About this task
Reproduce exactly the lines from the one containing "and the scene" through the last line of the data, both ends included.

[Saved data entries]
● ● ● ●

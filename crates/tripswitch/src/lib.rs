// Copyright (c) The Tripswitch Project Authors.
// Licensed under the MIT License.

//! Circuit breaker for calls to unreliable dependencies.
//!
//! A [`CircuitBreaker`] wraps calls to a dependency and tracks how they
//! fare. While the dependency is healthy the circuit is *closed* and calls
//! flow through. When failures satisfy the configured [`TripPolicy`] the
//! circuit *opens*: calls are rejected immediately, without touching the
//! dependency, and are routed to a caller-supplied fallback. After the
//! reset timeout the circuit goes *half-open* and lets exactly one probe
//! call through at a time; enough successful probes close the circuit,
//! a failed probe opens it again.
//!
//! # Quick start
//!
//! ```
//! use std::time::Duration;
//!
//! use hourglass::Clock;
//! use tripswitch::{BreakerOptions, Rejection};
//!
//! # #[derive(Debug)] struct FetchError;
//! # async fn fetch_rate() -> Result<f64, FetchError> { Ok(1.0) }
//! # async fn example() -> Result<(), tripswitch::ConfigError> {
//! let breaker = BreakerOptions::new()
//!     .name("rates")
//!     .failure_threshold(3)
//!     .reset_timeout(Duration::from_secs(1))
//!     .build(&Clock::new())?;
//!
//! let rate = breaker
//!     .execute(
//!         || fetch_rate(),
//!         |_rejection: Rejection<FetchError>| Ok(1.0), // last known rate
//!     )
//!     .await;
//! # let _ = rate;
//! # Ok(())
//! # }
//! ```
//!
//! # Trip policies
//!
//! The default policy trips after five consecutive failures. For high
//! traffic dependencies where occasional failures are normal, use
//! [`TripPolicy::FailureRate`] to trip on the failure rate over a sliding
//! window instead.
//!
//! # Observing the circuit
//!
//! [`BreakerOptions`] accepts callbacks for state transitions, and
//! [`CircuitBreaker::snapshot`] returns an atomic view of the circuit's
//! state and counters. With the `logs` feature enabled, transitions,
//! rejections, and probes are also emitted as `tracing` events.
//!
//! # Testing
//!
//! Breakers read time through an [`hourglass::Clock`]. Build against a
//! clock created from a `ClockControl` (behind hourglass's `test-util`
//! feature) to step through reset timeouts without sleeping.

mod args;
mod breaker;
mod callbacks;
mod constants;
mod error;
mod fn_wrapper;
mod gate;
mod options;
mod policy;
mod registry;
mod state;

pub use args::{OnClosedArgs, OnOpenedArgs, OnProbingArgs};
pub use breaker::CircuitBreaker;
pub use error::{CircuitOpenError, ConfigError, Rejection};
pub use options::BreakerOptions;
pub use policy::TripPolicy;
pub use registry::BreakerRegistry;
pub use state::{BreakerSnapshot, CircuitState};
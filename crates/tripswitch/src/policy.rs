// Copyright (c) The Tripswitch Project Authors.
// Licensed under the MIT License.

use std::collections::VecDeque;
use std::time::{Duration, Instant};

use crate::constants::{
    DEFAULT_FAILURE_RATE, DEFAULT_FAILURE_THRESHOLD, DEFAULT_MIN_THROUGHPUT,
    DEFAULT_SAMPLING_DURATION, WINDOW_BUCKETS,
};
use crate::gate::CallOutcome;
use crate::ConfigError;

/// Decides when a closed circuit should trip open.
#[derive(Debug, Clone, PartialEq)]
#[non_exhaustive]
pub enum TripPolicy {
    /// Trips after a run of consecutive failures.
    ///
    /// Any success resets the run to zero. This is the default policy, with
    /// a threshold of five failures.
    Consecutive {
        /// Number of consecutive failures that trips the circuit.
        failures: u32,
    },

    /// Trips when the failure rate over a sliding window is too high.
    ///
    /// The rate is only acted upon once the window has seen at least
    /// `min_throughput` calls, so a handful of failures during a quiet
    /// period cannot trip the circuit.
    FailureRate {
        /// Failure rate within `(0.0, 1.0]` that trips the circuit.
        failure_threshold: f32,

        /// Minimum number of calls in the window before the rate applies.
        min_throughput: u32,

        /// Length of the sliding sampling window.
        sampling_duration: Duration,
    },
}

impl TripPolicy {
    /// A failure-rate policy with the default rate, throughput, and window.
    #[must_use]
    pub fn failure_rate() -> Self {
        Self::FailureRate {
            failure_threshold: DEFAULT_FAILURE_RATE,
            min_throughput: DEFAULT_MIN_THROUGHPUT,
            sampling_duration: DEFAULT_SAMPLING_DURATION,
        }
    }

    pub(crate) fn validate(&self) -> Result<(), ConfigError> {
        match *self {
            Self::Consecutive { failures } => {
                if failures == 0 {
                    return Err(ConfigError::ZeroFailureThreshold);
                }
            }
            Self::FailureRate {
                failure_threshold,
                min_throughput,
                sampling_duration,
            } => {
                if !(failure_threshold > 0.0 && failure_threshold <= 1.0) {
                    return Err(ConfigError::FailureRateOutOfRange(failure_threshold));
                }
                if min_throughput == 0 {
                    return Err(ConfigError::ZeroMinThroughput);
                }
                if sampling_duration.is_zero() {
                    return Err(ConfigError::ZeroSamplingDuration);
                }
            }
        }
        Ok(())
    }

    /// Creates a fresh tally for this policy. Called once at construction
    /// and again every time the circuit closes.
    pub(crate) fn tally(&self) -> Tally {
        match *self {
            Self::Consecutive { failures } => Tally::Consecutive {
                threshold: failures,
                failures: 0,
            },
            Self::FailureRate {
                failure_threshold,
                min_throughput,
                sampling_duration,
            } => Tally::Window(WindowTally::new(
                failure_threshold,
                min_throughput,
                sampling_duration,
            )),
        }
    }
}

impl Default for TripPolicy {
    fn default() -> Self {
        Self::Consecutive {
            failures: DEFAULT_FAILURE_THRESHOLD,
        }
    }
}

/// Running failure bookkeeping for a closed circuit.
#[derive(Debug)]
pub(crate) enum Tally {
    Consecutive { threshold: u32, failures: u32 },
    Window(WindowTally),
}

impl Tally {
    pub(crate) fn record(&mut self, outcome: CallOutcome, now: Instant) {
        match self {
            Self::Consecutive { failures, .. } => match outcome {
                CallOutcome::Success => *failures = 0,
                CallOutcome::Failure => *failures = failures.saturating_add(1),
            },
            Self::Window(window) => window.record(outcome, now),
        }
    }

    pub(crate) fn should_trip(&self) -> bool {
        match self {
            Self::Consecutive {
                threshold,
                failures,
            } => failures >= threshold,
            Self::Window(window) => window.should_trip(),
        }
    }

    /// Failures currently counted toward the trip decision.
    pub(crate) fn failure_count(&self) -> u32 {
        match self {
            Self::Consecutive { failures, .. } => *failures,
            Self::Window(window) => window.failure_count(),
        }
    }
}

/// Sliding window of call outcomes, divided into fixed-size buckets.
///
/// Recording an outcome first drops buckets that have aged out of the
/// sampling window, then adds the outcome to the current bucket, starting a
/// new one if the latest bucket is full-width. The trip decision aggregates
/// across all live buckets.
#[derive(Debug)]
pub(crate) struct WindowTally {
    failure_threshold: f32,
    min_throughput: u32,
    sampling_duration: Duration,
    bucket_duration: Duration,
    buckets: VecDeque<Bucket>,
}

#[derive(Debug)]
struct Bucket {
    started_at: Instant,
    successes: u32,
    failures: u32,
}

impl WindowTally {
    fn new(failure_threshold: f32, min_throughput: u32, sampling_duration: Duration) -> Self {
        Self {
            failure_threshold,
            min_throughput,
            sampling_duration,
            bucket_duration: sampling_duration / WINDOW_BUCKETS,
            buckets: VecDeque::with_capacity(WINDOW_BUCKETS as usize + 1),
        }
    }

    fn record(&mut self, outcome: CallOutcome, now: Instant) {
        self.evict_expired(now);

        let needs_new_bucket = match self.buckets.back() {
            Some(back) => now.duration_since(back.started_at) >= self.bucket_duration,
            None => true,
        };
        if needs_new_bucket {
            self.buckets.push_back(Bucket {
                started_at: now,
                successes: 0,
                failures: 0,
            });
        }

        // Non-empty by construction.
        if let Some(bucket) = self.buckets.back_mut() {
            match outcome {
                CallOutcome::Success => bucket.successes = bucket.successes.saturating_add(1),
                CallOutcome::Failure => bucket.failures = bucket.failures.saturating_add(1),
            }
        }
    }

    fn evict_expired(&mut self, now: Instant) {
        loop {
            match self.buckets.front() {
                Some(front)
                    if now.duration_since(front.started_at) > self.sampling_duration =>
                {
                    self.buckets.pop_front();
                }
                _ => break,
            }
        }
    }

    fn should_trip(&self) -> bool {
        let (successes, failures) = self.totals();
        let throughput = successes + failures;
        if throughput < u64::from(self.min_throughput) {
            return false;
        }

        // Throughput is non-zero here, so the division is well-defined.
        #[allow(clippy::cast_precision_loss)]
        let rate = failures as f32 / throughput as f32;
        rate >= self.failure_threshold
    }

    fn failure_count(&self) -> u32 {
        let (_, failures) = self.totals();
        u32::try_from(failures).unwrap_or(u32::MAX)
    }

    fn totals(&self) -> (u64, u64) {
        self.buckets.iter().fold((0, 0), |(s, f), bucket| {
            (s + u64::from(bucket.successes), f + u64::from(bucket.failures))
        })
    }
}
//! Shared types for the arbor dynamics engine.
//!
//! This crate is the leaf of the workspace: it defines the error taxonomy
//! ([`SimError`]) and the scene configuration document ([`SceneConfig`])
//! consumed by `arbor-core`. It carries no simulation logic.

#![deny(clippy::unwrap_used, clippy::expect_used)]
#![warn(missing_docs)]

mod config;
mod error;

pub use config::{SceneConfig, Scenario, Stabilization};
pub use error::SimError;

● ● ● ●

Task solution
//! ([`SimError`]) and the scene configuration document ([`SceneConfig`])
//! consumed by `arbor-core`. It carries no simulation logic.

#![deny(clippy::unwrap_used, clippy::expect_used)]
#![warn(missing_docs)]

mod config;
mod error;

pub use config::{SceneConfig, Scenario, Stabilization};
pub use error::SimError;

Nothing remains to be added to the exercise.